Mubadala Investment Company secured an arbitration award of more than EUR 700 mn linked to its exposure to the collapsed Austrian real estate group Signa — a ruling that now leaves Austrian courts to decide how awards issued outside the insolvency process are treated, Bloomberg reports, citing the Creditreform creditor association.

IN CONTEXT- Mubadala had sought to recover around EUR 900 mn from Signa entities, founder René Benko, and related trusts, accusing them of financing agreements breaches tied to its lending exposure.

A long-running process: In a previous arbitration case, Mubadala’s Mamoura Diversified Global Holding had filed claims totaling EUR 713 mn, which were rejected in insolvency proceedings — a setback that led the group to flag an expected AED 1.2 bn credit hit linked to its Signa exposure. The arbitration award has since been passed to insolvency administrators and ranks among the largest judicial decisions to emerge from Signa’s collapse.

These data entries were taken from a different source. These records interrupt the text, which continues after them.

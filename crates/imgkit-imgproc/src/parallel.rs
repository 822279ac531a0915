use rayon::prelude::*;

use imgkit_image::Image;

/// Apply a function to each pixel in the image in parallel.
///
/// The closure receives the `C1` samples of a source pixel and the `C2` samples
/// of the matching destination pixel. Rows are distributed over the rayon pool.
pub fn par_iter_rows<T1, const C1: usize, T2, const C2: usize>(
    src: &Image<T1, C1>,
    dst: &mut Image<T2, C2>,
    f: impl Fn(&[T1], &mut [T2]) + Send + Sync,
) where
    T1: Send + Sync,
    T2: Send + Sync,
{
    let cols = src.cols();
    if cols == 0 {
        return;
    }

    src.as_slice()
        .par_chunks_exact(C1 * cols)
        .zip(dst.as_slice_mut().par_chunks_exact_mut(C2 * cols))
        .for_each(|(src_chunk, dst_chunk)| {
            src_chunk
                .chunks_exact(C1)
                .zip(dst_chunk.chunks_exact_mut(C2))
                .for_each(|(src_pixel, dst_pixel)| {
                    f(src_pixel, dst_pixel);
                });
        });
}

/// Apply a function to each sample in the image in parallel.
pub fn par_iter_rows_val<T1, const C1: usize, T2, const C2: usize>(
    src: &Image<T1, C1>,
    dst: &mut Image<T2, C2>,
    f: impl Fn(&T1, &mut T2) + Send + Sync,
) where
    T1: Send + Sync,
    T2: Send + Sync,
{
    let cols = src.cols();
    if cols == 0 {
        return;
    }

    src.as_slice()
        .par_chunks_exact(C1 * cols)
        .zip(dst.as_slice_mut().par_chunks_exact_mut(C2 * cols))
        .for_each(|(src_chunk, dst_chunk)| {
            src_chunk
                .iter()
                .zip(dst_chunk.iter_mut())
                .for_each(|(src_pixel, dst_pixel)| {
                    f(src_pixel, dst_pixel);
                });
        });
}

/// Fill each destination row in parallel, passing the row index to the closure.
///
/// The closure receives `(y, row)` where `row` holds `width * C` samples.
pub fn par_fill_rows<T, const C: usize>(
    dst: &mut Image<T, C>,
    f: impl Fn(usize, &mut [T]) + Send + Sync,
) where
    T: Send + Sync,
{
    let cols = dst.cols();
    if cols == 0 {
        return;
    }

    dst.as_slice_mut()
        .par_chunks_exact_mut(C * cols)
        .enumerate()
        .for_each(|(y, row)| f(y, row));
}

#[cfg(test)]
mod tests {
    use super::*;
    use imgkit_image::{ImageError, ImageSize};

    #[test]
    fn iter_rows_pixels() -> Result<(), ImageError> {
        let size = ImageSize {
            width: 2,
            height: 2,
        };
        let src = Image::<u8, 2>::new(size, vec![1, 2, 3, 4, 5, 6, 7, 8])?;
        let mut dst = Image::<u8, 1>::from_size_val(size, 0)?;
        par_iter_rows(&src, &mut dst, |s, d| d[0] = s[0] + s[1]);
        assert_eq!(dst.as_slice(), &[3, 7, 11, 15]);
        Ok(())
    }

    #[test]
    fn iter_rows_values() -> Result<(), ImageError> {
        let size = ImageSize {
            width: 2,
            height: 1,
        };
        let src = Image::<u8, 2>::new(size, vec![1, 2, 3, 4])?;
        let mut dst = Image::<u8, 2>::from_size_val(size, 0)?;
        par_iter_rows_val(&src, &mut dst, |s, d| *d = *s * 2);
        assert_eq!(dst.as_slice(), &[2, 4, 6, 8]);
        Ok(())
    }

    #[test]
    fn fill_rows_index() -> Result<(), ImageError> {
        let mut dst = Image::<usize, 1>::from_size_val(
            ImageSize {
                width: 2,
                height: 3,
            },
            0,
        )?;
        par_fill_rows(&mut dst, |y, row| row.fill(y));
        assert_eq!(dst.as_slice(), &[0, 0, 1, 1, 2, 2]);
        Ok(())
    }

    #[test]
    fn empty_image_is_noop() -> Result<(), ImageError> {
        let size = ImageSize {
            width: 0,
            height: 4,
        };
        let src = Image::<u8, 1>::new(size, vec![])?;
        let mut dst = Image::<u8, 1>::new(size, vec![])?;
        par_iter_rows_val(&src, &mut dst, |s, d| *d = *s);
        assert_eq!(dst.numel(), 0);
        Ok(())
    }
}
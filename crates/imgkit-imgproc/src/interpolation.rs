use imgkit_image::{Image, ImageDtype};

/// Interpolation mode for the resize operation
#[derive(Debug, Clone, Copy, PartialEq, Eq, Default)]
pub enum InterpolationMode {
    /// Bilinear interpolation
    #[default]
    Bilinear,
    /// Nearest neighbor interpolation
    Nearest,
    /// Area interpolation: every destination pixel is the coverage-weighted
    /// average of the source pixels it overlaps. Intended for shrinking.
    Area,
}

/// Kernel for bilinear interpolation
///
/// # Arguments
///
/// * `image` - The input image container.
/// * `u` - The x coordinate of the pixel to interpolate.
/// * `v` - The y coordinate of the pixel to interpolate.
/// * `c` - The channel of the pixel to interpolate.
///
/// # Returns
///
/// The interpolated pixel value.
pub(crate) fn bilinear_interpolation<T: ImageDtype, const C: usize>(
    image: &Image<T, C>,
    u: f32,
    v: f32,
    c: usize,
) -> f32 {
    let (rows, cols) = (image.rows(), image.cols());
    let data = image.as_slice();
    let at = |x: usize, y: usize| data[(y * cols + x) * C + c].to_f32();

    let iu = (u.floor().max(0.0) as usize).min(cols - 1);
    let iv = (v.floor().max(0.0) as usize).min(rows - 1);
    let iu1 = (iu + 1).min(cols - 1);
    let iv1 = (iv + 1).min(rows - 1);

    let frac_u = (u - iu as f32).clamp(0.0, 1.0);
    let frac_v = (v - iv as f32).clamp(0.0, 1.0);

    let val00 = at(iu, iv);
    let val01 = at(iu1, iv);
    let val10 = at(iu, iv1);
    let val11 = at(iu1, iv1);

    val00 * (1.0 - frac_u) * (1.0 - frac_v)
        + val01 * frac_u * (1.0 - frac_v)
        + val10 * (1.0 - frac_u) * frac_v
        + val11 * frac_u * frac_v
}

/// Kernel for nearest neighbor interpolation
pub(crate) fn nearest_neighbor_interpolation<T: ImageDtype, const C: usize>(
    image: &Image<T, C>,
    u: f32,
    v: f32,
    c: usize,
) -> f32 {
    let (rows, cols) = (image.rows(), image.cols());

    let iu = (u.round().max(0.0) as usize).min(cols - 1);
    let iv = (v.round().max(0.0) as usize).min(rows - 1);

    image.as_slice()[(iv * cols + iu) * C + c].to_f32()
}

/// Average of the source samples covered by the box `[x0, x1) x [y0, y1)`,
/// weighting partially covered pixels by their covered fraction.
pub(crate) fn area_interpolation<T: ImageDtype, const C: usize>(
    image: &Image<T, C>,
    (x0, x1): (f32, f32),
    (y0, y1): (f32, f32),
    c: usize,
) -> f32 {
    let cols = image.cols();
    let data = image.as_slice();

    let mut acc = 0.0f32;
    let mut total = 0.0f32;

    let ys = y0.floor() as usize;
    let ye = (y1.ceil() as usize).min(image.rows());
    let xs = x0.floor() as usize;
    let xe = (x1.ceil() as usize).min(cols);

    for y in ys..ye {
        let wy = (y1.min((y + 1) as f32) - y0.max(y as f32)).max(0.0);
        if wy == 0.0 {
            continue;
        }
        for x in xs..xe {
            let wx = (x1.min((x + 1) as f32) - x0.max(x as f32)).max(0.0);
            let w = wx * wy;
            acc += data[(y * cols + x) * C + c].to_f32() * w;
            total += w;
        }
    }

    if total > 0.0 {
        acc / total
    } else {
        0.0
    }
}
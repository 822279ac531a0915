/// An error type for the io module.
#[derive(thiserror::Error, Debug)]
pub enum IoError {
    /// Error when the file does not exist.
    #[error("Image not found in {0}")]
    FileDoesNotExist(std::path::PathBuf),

    /// The file extension does not map to a supported encoder.
    #[error("File does not have a valid extension: {0}")]
    InvalidFileExtension(std::path::PathBuf),

    /// Error to open or write the file.
    #[error("Failed to manipulate the file. {0}")]
    FileError(#[from] std::io::Error),

    /// Error to create the image.
    #[error("Failed to create image. {0}")]
    ImageCreationError(#[from] imgkit_image::ImageError),

    /// Error to decode or encode the image.
    #[error("Failed to decode the image. {0}")]
    ImageDecodeError(#[from] image::ImageError),

    /// The decoded pixel layout has no matching [`crate::DynImage`] variant.
    #[error("Unsupported pixel layout: {0}")]
    UnsupportedImageFormat(String),

    /// A save option is outside its accepted range.
    #[error("Invalid save option: {0}")]
    InvalidSaveOption(String),
}
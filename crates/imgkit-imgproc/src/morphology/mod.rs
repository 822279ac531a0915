//! Morphological operations on images.

mod kernel;
pub use kernel::Kernel;

mod ops;
pub use ops::*;
use serde::{Deserialize, Serialize};

use crate::error::ImageError;

/// Image size in pixels
///
/// A struct to represent the size of an image in pixels.
///
/// # Examples
///
/// ```
/// use imgkit_image::ImageSize;
///
/// let image_size = ImageSize {
///   width: 10,
///   height: 20,
/// };
///
/// assert_eq!(image_size.width, 10);
/// assert_eq!(image_size.height, 20);
/// ```
#[derive(Clone, Copy, Debug, PartialEq, Eq, Serialize, Deserialize)]
pub struct ImageSize {
    /// Width of the image in pixels
    pub width: usize,
    /// Height of the image in pixels
    pub height: usize,
}

impl std::fmt::Display for ImageSize {
    fn fmt(&self, f: &mut std::fmt::Formatter) -> std::fmt::Result {
        write!(
            f,
            "ImageSize {{ width: {}, height: {} }}",
            self.width, self.height
        )
    }
}

impl From<[usize; 2]> for ImageSize {
    fn from(size: [usize; 2]) -> Self {
        ImageSize {
            width: size[0],
            height: size[1],
        }
    }
}

impl From<ImageSize> for [u32; 2] {
    fn from(size: ImageSize) -> Self {
        [size.width as u32, size.height as u32]
    }
}

/// Trait for image data types.
///
/// Every sample type round-trips through `f32`, which is what the filters and
/// interpolators accumulate in. Send and Sync are required for the rayon row loops.
pub trait ImageDtype: Copy + Default + PartialOrd + Send + Sync + 'static {
    /// Human readable name of the sample type.
    const NAME: &'static str;

    /// Convert a f32 value to the image data type, rounding and saturating when needed.
    fn from_f32(x: f32) -> Self;

    /// Convert the value to f32.
    fn to_f32(self) -> f32;
}

impl ImageDtype for f32 {
    const NAME: &'static str = "float32";

    fn from_f32(x: f32) -> Self {
        x
    }

    fn to_f32(self) -> f32 {
        self
    }
}

impl ImageDtype for u8 {
    const NAME: &'static str = "uint8";

    fn from_f32(x: f32) -> Self {
        x.round().clamp(0.0, 255.0) as u8
    }

    fn to_f32(self) -> f32 {
        self as f32
    }
}

impl ImageDtype for u16 {
    const NAME: &'static str = "uint16";

    fn from_f32(x: f32) -> Self {
        x.round().clamp(0.0, u16::MAX as f32) as u16
    }

    fn to_f32(self) -> f32 {
        self as f32
    }
}

/// Represents an image with pixel data.
///
/// The pixels are stored contiguously in row-major order with shape (H, W, C),
/// where H is the height, W the width and C the number of channels.
#[derive(Clone, Debug, PartialEq)]
pub struct Image<T, const CHANNELS: usize> {
    size: ImageSize,
    data: Vec<T>,
}

impl<T, const CHANNELS: usize> Image<T, CHANNELS> {
    /// Create a new image from pixel data.
    ///
    /// # Arguments
    ///
    /// * `size` - The size of the image in pixels.
    /// * `data` - The pixel data of the image.
    ///
    /// # Returns
    ///
    /// A new image with the given pixel data.
    ///
    /// # Errors
    ///
    /// If the length of the pixel data does not match the image size, an error is returned.
    ///
    /// # Examples
    ///
    /// ```
    /// use imgkit_image::{Image, ImageSize};
    ///
    /// let image = Image::<u8, 3>::new(
    ///     ImageSize {
    ///         width: 10,
    ///         height: 20,
    ///     },
    ///     vec![0u8; 10 * 20 * 3],
    /// ).unwrap();
    ///
    /// assert_eq!(image.size().width, 10);
    /// assert_eq!(image.size().height, 20);
    /// assert_eq!(image.num_channels(), 3);
    /// ```
    pub fn new(size: ImageSize, data: Vec<T>) -> Result<Self, ImageError> {
        // check if the data length matches the image size
        if data.len() != size.width * size.height * CHANNELS {
            return Err(ImageError::InvalidChannelShape(
                data.len(),
                size.width * size.height * CHANNELS,
            ));
        }

        Ok(Self { size, data })
    }

    /// Create a new image with the given size and default pixel data.
    ///
    /// # Arguments
    ///
    /// * `size` - The size of the image in pixels.
    /// * `val` - The default value of the pixel data.
    ///
    /// # Examples
    ///
    /// ```
    /// use imgkit_image::{Image, ImageSize};
    ///
    /// let image = Image::<u8, 3>::from_size_val(
    ///     ImageSize {
    ///         width: 10,
    ///         height: 20,
    ///     },
    ///     0u8,
    /// ).unwrap();
    ///
    /// assert_eq!(image.size().width, 10);
    /// assert_eq!(image.size().height, 20);
    /// assert_eq!(image.num_channels(), 3);
    /// ```
    pub fn from_size_val(size: ImageSize, val: T) -> Result<Self, ImageError>
    where
        T: Clone,
    {
        let data = vec![val; size.width * size.height * CHANNELS];
        Image::new(size, data)
    }

    /// Get the size of the image in pixels.
    pub fn size(&self) -> ImageSize {
        self.size
    }

    /// Get the number of columns of the image.
    pub fn cols(&self) -> usize {
        self.width()
    }

    /// Get the number of rows of the image.
    pub fn rows(&self) -> usize {
        self.height()
    }

    /// Get the width of the image in pixels.
    pub fn width(&self) -> usize {
        self.size.width
    }

    /// Get the height of the image in pixels.
    pub fn height(&self) -> usize {
        self.size.height
    }

    /// Get the number of channels in the image.
    pub fn num_channels(&self) -> usize {
        CHANNELS
    }

    /// Total number of samples stored in the image, `height * width * channels`.
    pub fn numel(&self) -> usize {
        self.data.len()
    }

    /// Shape of the underlying buffer as `[height, width, channels]`.
    pub fn shape(&self) -> [usize; 3] {
        [self.size.height, self.size.width, CHANNELS]
    }

    /// Get the pixel data as a flat slice.
    pub fn as_slice(&self) -> &[T] {
        &self.data
    }

    /// Get the pixel data as a mutable flat slice.
    pub fn as_slice_mut(&mut self) -> &mut [T] {
        &mut self.data
    }

    /// Consume the image and return its pixel data.
    pub fn into_vec(self) -> Vec<T> {
        self.data
    }

    /// Get a reference to the sample at `[y, x, c]`, or `None` when out of bounds.
    pub fn get(&self, index: [usize; 3]) -> Option<&T> {
        let [y, x, c] = index;
        if y >= self.height() || x >= self.width() || c >= CHANNELS {
            return None;
        }
        self.data.get((y * self.width() + x) * CHANNELS + c)
    }

    /// Get the pixel data of the image.
    ///
    /// # Arguments
    ///
    /// * `x` - The x-coordinate of the pixel.
    /// * `y` - The y-coordinate of the pixel.
    /// * `ch` - The channel index of the pixel.
    ///
    /// # Returns
    ///
    /// The pixel value at the given coordinates.
    pub fn get_pixel(&self, x: usize, y: usize, ch: usize) -> Result<T, ImageError>
    where
        T: Copy,
    {
        if x >= self.width() || y >= self.height() {
            return Err(ImageError::PixelIndexOutOfBounds(
                x,
                y,
                self.width(),
                self.height(),
            ));
        }

        if ch >= CHANNELS {
            return Err(ImageError::ChannelIndexOutOfBounds(ch, CHANNELS));
        }

        Ok(self.data[(y * self.width() + x) * CHANNELS + ch])
    }

    /// Get a channel of the image.
    ///
    /// # Arguments
    ///
    /// * `channel` - The channel to get.
    ///
    /// # Errors
    ///
    /// If the channel index is out of bounds, an error is returned.
    pub fn channel(&self, channel: usize) -> Result<Image<T, 1>, ImageError>
    where
        T: Copy,
    {
        if channel >= CHANNELS {
            return Err(ImageError::ChannelIndexOutOfBounds(channel, CHANNELS));
        }

        let channel_data = self
            .data
            .chunks_exact(CHANNELS)
            .map(|pixel| pixel[channel])
            .collect();

        Image::new(self.size, channel_data)
    }

    /// Split the image into its channels.
    ///
    /// # Examples
    ///
    /// ```
    /// use imgkit_image::{Image, ImageSize};
    ///
    /// let image = Image::<f32, 2>::from_size_val(
    ///     ImageSize {
    ///         width: 10,
    ///         height: 20,
    ///     },
    ///     0.0f32,
    /// ).unwrap();
    ///
    /// let channels = image.split_channels().unwrap();
    /// assert_eq!(channels.len(), 2);
    /// ```
    pub fn split_channels(&self) -> Result<Vec<Image<T, 1>>, ImageError>
    where
        T: Copy,
    {
        (0..CHANNELS).map(|i| self.channel(i)).collect()
    }

    /// Cast the pixel data of the image to a different type.
    pub fn cast<U>(&self) -> Result<Image<U, CHANNELS>, ImageError>
    where
        U: num_traits::NumCast,
        T: num_traits::NumCast + Copy,
    {
        let casted_data = self
            .data
            .iter()
            .map(|&x| U::from(x).ok_or(ImageError::CastError))
            .collect::<Result<Vec<U>, ImageError>>()?;

        Image::new(self.size, casted_data)
    }

    /// Cast the pixel data to a different type and scale it.
    ///
    /// # Examples
    ///
    /// ```
    /// use imgkit_image::{Image, ImageSize};
    ///
    /// let data = vec![0u8, 0, 255, 0, 0, 255];
    ///
    /// let image_u8 = Image::<u8, 3>::new(
    ///     ImageSize {
    ///         height: 2,
    ///         width: 1,
    ///     },
    ///     data,
    /// ).unwrap();
    ///
    /// let image_f32 = image_u8.cast_and_scale::<f32>(1. / 255.0).unwrap();
    ///
    /// assert_eq!(image_f32.get([1, 0, 2]), Some(&1.0f32));
    /// ```
    pub fn cast_and_scale<U>(&self, scale: U) -> Result<Image<U, CHANNELS>, ImageError>
    where
        U: num_traits::NumCast + std::ops::Mul<Output = U> + Copy,
        T: num_traits::NumCast + Copy,
    {
        let casted_data = self
            .data
            .iter()
            .map(|&x| {
                let xu = U::from(x).ok_or(ImageError::CastError)?;
                Ok(xu * scale)
            })
            .collect::<Result<Vec<U>, ImageError>>()?;

        Image::new(self.size, casted_data)
    }
}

Where it gets tricky: The award was granted outside Austria’s domestic insolvency regime, leaving courts and administrators to decide whether it can override earlier rejections — a move creditor groups warn could complicate proceedings and further erode remaining funds through litigation costs. Signa also has outstanding dues to judicial firms, meaning it might not even be able to cover insolvency process costs.

Background

The Signa unraveling: Once a heavyweight in Europe’s luxury property market — with trophy assets including Selfridges in London — Signa filed for insolvency in 2023 as higher borrowing costs and tighter credit conditions upended the sector. At the time, its total assets were valued at USD 29 bn. Founder René Benko is currently in custody in Austria following convictions for insolvency fraud, with prosecutors in several countries investigating further allegations. Benko has appealed and denies any wrongdoing.